173. At the outset, we note that this appeal does not involve any claim relating to the causation standard set forth in
the United States statute. The Panel issued a preliminary ruling that the United States statute as such does not fall
within the Panel's terms of reference , and this ruling has not been appealed. Therefore, like the Panel, our task on
this issue is confined to examining the application of the United States' statutory causation standard by the USITC in
its determination in the lamb meat investigation for its consistency with the Agreement on Safeguards.
174. The claims by Australia and New Zealand relating to causation focus principally on the requirement, in Article
4.2(b) of the Agreement on Safeguards, that injury caused by factors other than increased imports should not be
"attributed" to those imports. In the view of Australia and New Zealand, it is uncontested that the USITC acknowledged
that other factors were having injurious effects on the domestic industry. However, Australia and New Zealand argue that
the USITC failed to explain what the injurious effects of the other factors were, and, therefore, that the United States
failed to demonstrate compliance with the "non-attribution" requirement in the second sentence of Article 4.2(b) of the
Agreement on Safeguards.
175. Accordingly, we must consider whether the USITC properly ensured that injury caused, or threatened, by factors
other than increased imports was not attributed to increased imports, as required by Article 4.2(b). In so considering,
we recall that, as we have already elaborated at some length in this Report, when examining a claim under Article 4.2 of
the Agreement on Safeguards, panels must review whether the competent authorities have acted consistently with the
obligations in Article 4.2 by examining whether those authorities have given a reasoned and adequate explanation as to
how the facts support their determination.

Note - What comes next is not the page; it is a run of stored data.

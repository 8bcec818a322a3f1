use std::collections::BTreeMap;
use std::fmt::{Display, Formatter};
use std::sync::Arc;

use ahash::AHashMap;
#[cfg(feature = "bitcode")]
use bitcode::{Decode, Encode};
use derive_getters::Dissolve;
use derive_more::Constructor;
use eyre::Result;
use statrs::statistics::{Data, OrderStatistics, RankTieBreaker, Statistics};

use isle_core_rs::loc::{Interval, IntervalOp};

use crate::error::Error;
use crate::fdr::benjamini_hochberg;
use crate::island::Island;
use crate::read::{count_between, ReadStore, TagPosition};
use crate::stats::enrichment_pvalue;

const PSEUDOCOUNT: f64 = 1.0;
const PER_MILLION: f64 = 1e6;

/// How islands of the two samples are matched before the comparison.
#[cfg_attr(feature = "bitcode", derive(Encode, Decode))]
#[derive(Clone, Copy, PartialEq, Eq, Hash, Debug, Default)]
pub enum Pairing {
    /// Islands with identical coordinates form a pair. An island called in one sample only is
    /// paired with a zero count from the other.
    #[default]
    Exact,
    /// Islands of both samples are merged into union regions, and reads of each sample are
    /// recounted over them.
    Union,
}

/// Where the library sizes used for normalization come from.
#[cfg_attr(feature = "bitcode", derive(Encode, Decode))]
#[derive(Clone, Copy, PartialEq, Eq, Hash, Debug, Default)]
pub enum LibrarySizes {
    Explicit {
        a: u64,
        b: u64,
    },
    /// Number of treatment reads in each sample.
    #[default]
    Reads,
    /// Total island counts of each sample.
    Islands,
}

/// Read counts of both samples over one region.
#[derive(Clone, PartialEq, Eq, Debug, Constructor)]
pub struct RegionCounts {
    pub chrom: Arc<str>,
    pub start: u64,
    pub end: u64,
    pub count_a: u32,
    pub count_b: u32,
}

#[derive(Clone, PartialEq, Debug)]
pub struct DiffExprIsland {
    pub chrom: Arc<str>,
    pub start: u64,
    pub end: u64,
    pub count_a: u32,
    pub norm_count_a: f64,
    pub count_b: u32,
    pub norm_count_b: f64,
    pub fc_a_vs_b: f64,
    pub pvalue_a_vs_b: f64,
    pub fdr_a_vs_b: f64,
    pub fc_b_vs_a: f64,
    pub pvalue_b_vs_a: f64,
    pub fdr_b_vs_a: f64,
}

impl DiffExprIsland {
    pub const HEADER: [&'static str; 13] = [
        "chrom",
        "start",
        "end",
        "count_a",
        "norm_count_a",
        "count_b",
        "norm_count_b",
        "fc_a_vs_b",
        "pvalue_a_vs_b",
        "fdr_a_vs_b",
        "fc_b_vs_a",
        "pvalue_b_vs_a",
        "fdr_b_vs_a",
    ];
}

impl Display for DiffExprIsland {
    fn fmt(&self, f: &mut Formatter<'_>) -> std::fmt::Result {
        write!(
            f,
            "{}\t{}\t{}\t{}\t{}\t{}\t{}\t{}\t{}\t{}\t{}\t{}\t{}",
            self.chrom,
            self.start,
            self.end,
            self.count_a,
            self.norm_count_a,
            self.count_b,
            self.norm_count_b,
            self.fc_a_vs_b,
            self.pvalue_a_vs_b,
            self.fdr_a_vs_b,
            self.fc_b_vs_a,
            self.pvalue_b_vs_a,
            self.fdr_b_vs_a
        )
    }
}

/// Compares read counts of two samples over shared regions.
#[derive(Clone, Copy, PartialEq, Eq, Debug, Dissolve)]
pub struct Comparator {
    library_a: u64,
    library_b: u64,
}

impl Comparator {
    /// A sample without reads (or islands) is allowed: its counts are zero-filled and its library
    /// size enters the fold changes and expectations as 1. Both libraries can't be empty.
    pub fn new(library_a: u64, library_b: u64) -> Result<Self> {
        if library_a == 0 && library_b == 0 {
            return Err(Error::InvalidLibrarySize {
                library: "both samples".to_owned(),
            }
            .into());
        }
        Ok(Self {
            library_a,
            library_b,
        })
    }

    /// Library sizes taken as the total island counts of each sample.
    pub fn from_islands(a: &[Island], b: &[Island]) -> Result<Self> {
        let total = |islands: &[Island]| islands.iter().map(|x| x.obs_count as u64).sum();
        Self::new(total(a), total(b))
    }

    pub fn library_sizes(&self) -> (u64, u64) {
        (self.library_a, self.library_b)
    }

    /// Compare islands paired by identical coordinates, see [`pair_exact`].
    pub fn compare(&self, a: &[Island], b: &[Island]) -> Vec<DiffExprIsland> {
        self.compare_counts(pair_exact(a, b))
    }

    /// Normalize, test both directions and adjust each direction's p-values separately.
    pub fn compare_counts(
        &self,
        regions: impl IntoIterator<Item = RegionCounts>,
    ) -> Vec<DiffExprIsland> {
        let (library_a, library_b) = (self.library_a.max(1) as f64, self.library_b.max(1) as f64);
        let (a_over_b, b_over_a) = (library_a / library_b, library_b / library_a);
        let per_million = |count: f64, library: u64| match library {
            0 => 0.0,
            library => count * PER_MILLION / library as f64,
        };

        let mut islands = regions
            .into_iter()
            .map(|region| {
                let (a, b) = (region.count_a as f64, region.count_b as f64);
                DiffExprIsland {
                    chrom: region.chrom,
                    start: region.start,
                    end: region.end,
                    count_a: region.count_a,
                    norm_count_a: per_million(a, self.library_a),
                    count_b: region.count_b,
                    norm_count_b: per_million(b, self.library_b),
                    fc_a_vs_b: ((a + PSEUDOCOUNT) / (b + PSEUDOCOUNT)) / a_over_b,
                    pvalue_a_vs_b: enrichment_pvalue(
                        region.count_a as u64,
                        b.max(PSEUDOCOUNT) * a_over_b,
                    ),
                    fdr_a_vs_b: 1.0,
                    fc_b_vs_a: ((b + PSEUDOCOUNT) / (a + PSEUDOCOUNT)) / b_over_a,
                    pvalue_b_vs_a: enrichment_pvalue(
                        region.count_b as u64,
                        a.max(PSEUDOCOUNT) * b_over_a,
                    ),
                    fdr_b_vs_a: 1.0,
                }
            })
            .collect::<Vec<_>>();

        let pvalues = islands.iter().map(|x| x.pvalue_a_vs_b).collect::<Vec<_>>();
        for (island, fdr) in islands.iter_mut().zip(benjamini_hochberg(&pvalues)) {
            island.fdr_a_vs_b = fdr;
        }
        let pvalues = islands.iter().map(|x| x.pvalue_b_vs_a).collect::<Vec<_>>();
        for (island, fdr) in islands.iter_mut().zip(benjamini_hochberg(&pvalues)) {
            island.fdr_b_vs_a = fdr;
        }

        islands
    }
}

/// Agreement between the normalized counts of both samples over the compared regions.
#[derive(Clone, Copy, PartialEq, Debug, Constructor)]
pub struct Correlation {
    pub pearson: f64,
    pub spearman: f64,
}

impl Correlation {
    /// Both coefficients are NaN with fewer than two regions or when either sample is constant.
    pub fn of(islands: &[DiffExprIsland]) -> Self {
        if islands.len() < 2 {
            return Self::new(f64::NAN, f64::NAN);
        }
        let a = islands.iter().map(|x| x.norm_count_a).collect::<Vec<_>>();
        let b = islands.iter().map(|x| x.norm_count_b).collect::<Vec<_>>();

        let rank_a = Data::new(a.clone()).ranks(RankTieBreaker::Average);
        let rank_b = Data::new(b.clone()).ranks(RankTieBreaker::Average);
        Self::new(pearson(&a, &b), pearson(&rank_a, &rank_b))
    }
}

fn pearson(a: &[f64], b: &[f64]) -> f64 {
    let (sd_a, sd_b) = (a.iter().std_dev(), b.iter().std_dev());
    if sd_a == 0.0 || sd_b == 0.0 {
        return f64::NAN;
    }
    a.iter().covariance(b.iter()) / (sd_a * sd_b)
}

/// Group items by chromosome, keeping the order in which chromosomes are first seen.
fn by_chrom<'a, T: 'a>(
    items: impl Iterator<Item = &'a T>,
    chrom: impl Fn(&T) -> &Arc<str>,
) -> Vec<(Arc<str>, Vec<&'a T>)> {
    let mut index: AHashMap<Arc<str>, usize> = AHashMap::new();
    let mut groups: Vec<(Arc<str>, Vec<&'a T>)> = Vec::new();
    for item in items {
        let name = chrom(item);
        let ind = *index.entry(name.clone()).or_insert_with(|| {
            groups.push((name.clone(), Vec::new()));
            groups.len() - 1
        });
        groups[ind].1.push(item);
    }
    groups
}

/// Pair islands of the two samples by exact coordinates. Unmatched islands get a zero count on the
/// other side. Regions are ordered by chromosome (first seen in `a`, then in `b`) and coordinates.
pub fn pair_exact(a: &[Island], b: &[Island]) -> Vec<RegionCounts> {
    let tagged = a
        .iter()
        .map(|x| (x, true))
        .chain(b.iter().map(|x| (x, false)))
        .collect::<Vec<_>>();

    let mut regions = Vec::with_capacity(a.len().max(b.len()));
    for (chrom, islands) in by_chrom(tagged.iter(), |x| &x.0.chrom) {
        let mut pairs: BTreeMap<(u64, u64), (u32, u32)> = BTreeMap::new();
        for (island, is_a) in islands {
            let counts = pairs.entry((island.start, island.end)).or_default();
            if *is_a {
                counts.0 += island.obs_count;
            } else {
                counts.1 += island.obs_count;
            }
        }
        regions.extend(pairs.into_iter().map(|((start, end), (count_a, count_b))| {
            RegionCounts::new(chrom.clone(), start, end, count_a, count_b)
        }));
    }
    regions
}

/// Merge overlapping or touching islands of both samples into union regions, per chromosome.
pub fn union_regions(a: &[Island], b: &[Island]) -> Result<Vec<(Arc<str>, Vec<Interval<u64>>)>> {
    let mut regions = Vec::new();
    for (chrom, islands) in by_chrom(a.iter().chain(b.iter()), |x| &x.chrom) {
        let mut intervals = islands
            .into_iter()
            .map(|x| Interval::new(x.start, x.end))
            .collect::<Result<Vec<_>>>()?;
        regions.push((chrom, Interval::merge(&mut intervals)));
    }
    Ok(regions)
}

/// Count reads of both samples over the regions.
pub fn count_regions(
    regions: &[(Arc<str>, Vec<Interval<u64>>)],
    a: &ReadStore,
    b: &ReadStore,
    tags: TagPosition,
) -> Vec<RegionCounts> {
    let mut counts = Vec::new();
    for (chrom, intervals) in regions {
        let positions_a = a.tag_positions(chrom, tags);
        let positions_b = b.tag_positions(chrom, tags);
        counts.extend(intervals.iter().map(|x| {
            RegionCounts::new(
                chrom.clone(),
                x.start(),
                x.end(),
                count_between(&positions_a, x.start(), x.end()),
                count_between(&positions_b, x.start(), x.end()),
            )
        }));
    }
    counts
}
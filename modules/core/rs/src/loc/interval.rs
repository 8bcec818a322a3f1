use std::fmt::{Debug, Display};
use std::rc::Rc;
use std::sync::Arc;

#[cfg(feature = "bitcode")]
use bitcode::{Decode, Encode};
use derive_getters::Dissolve;
use eyre::{ensure, Result};
use impl_tools::autoimpl;

use crate::num::PrimInt;

/// Half-open genomic interval [start, end). Empty intervals (start == end) are rejected.
#[cfg_attr(feature = "bitcode", derive(Encode, Decode))]
#[derive(Copy, Clone, PartialEq, Eq, PartialOrd, Ord, Hash, Debug, Dissolve)]
pub struct Interval<Idx: PrimInt> {
    start: Idx,
    end: Idx,
}

/// Anything that occupies a half-open span [start, end) on a chromosome: windows, islands, regions.
#[autoimpl(for <T: trait + ?Sized> &T, Box<T>, Rc<T>, Arc<T>)]
#[allow(clippy::len_without_is_empty)]
pub trait IntervalOp {
    type Idx: PrimInt;

    fn start(&self) -> Self::Idx;

    fn end(&self) -> Self::Idx;

    fn len(&self) -> Self::Idx {
        self.end() - self.start()
    }

    /// Number of uncovered positions between this span and the `next` one.
    /// Returns `None` if `next` starts before this span ends.
    fn gap_to<I: IntervalOp<Idx = Self::Idx>>(&self, next: &I) -> Option<Self::Idx> {
        if next.start() >= self.end() {
            Some(next.start() - self.end())
        } else {
            None
        }
    }
}

impl<Idx: PrimInt> IntervalOp for Interval<Idx> {
    type Idx = Idx;

    #[inline(always)]
    fn start(&self) -> Self::Idx {
        self.start
    }

    #[inline(always)]
    fn end(&self) -> Self::Idx {
        self.end
    }
}

impl<Idx: PrimInt> Interval<Idx> {
    pub fn new(start: Idx, end: Idx) -> Result<Self> {
        ensure!(
            start < end,
            "Invalid interval [{:?}, {:?}): start must be strictly less than end",
            start,
            end
        );
        Ok(Self { start, end })
    }

    /// Sort the intervals and merge every overlapping or touching pair into a single interval.
    pub fn merge(intervals: &mut [Self]) -> Vec<Self> {
        intervals.sort();

        let mut merged: Vec<Self> = Vec::with_capacity(intervals.len());
        for current in intervals.iter() {
            match merged.last_mut() {
                Some(last) if current.start <= last.end => {
                    last.end = last.end.max(current.end);
                }
                _ => merged.push(*current),
            }
        }
        merged
    }
}

impl<Idx: PrimInt + Display> Display for Interval<Idx> {
    fn fmt(&self, f: &mut std::fmt::Formatter<'_>) -> std::fmt::Result {
        write!(f, "[{}, {})", self.start, self.end)
    }
}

176. Article 4.2(b) of the Agreement on Safeguards provides:
(b) The determination referred to in [Article 4.2(a)] shall not be made unless this investigation demonstrates, on
the basis of objective evidence, the existence of the causal link between increased imports of the product concerned and
serious injury or threat thereof. When factors other than increased imports are causing injury to the domestic industry
at the same time, such injury shall not be attributed to increased imports. (emphasis added)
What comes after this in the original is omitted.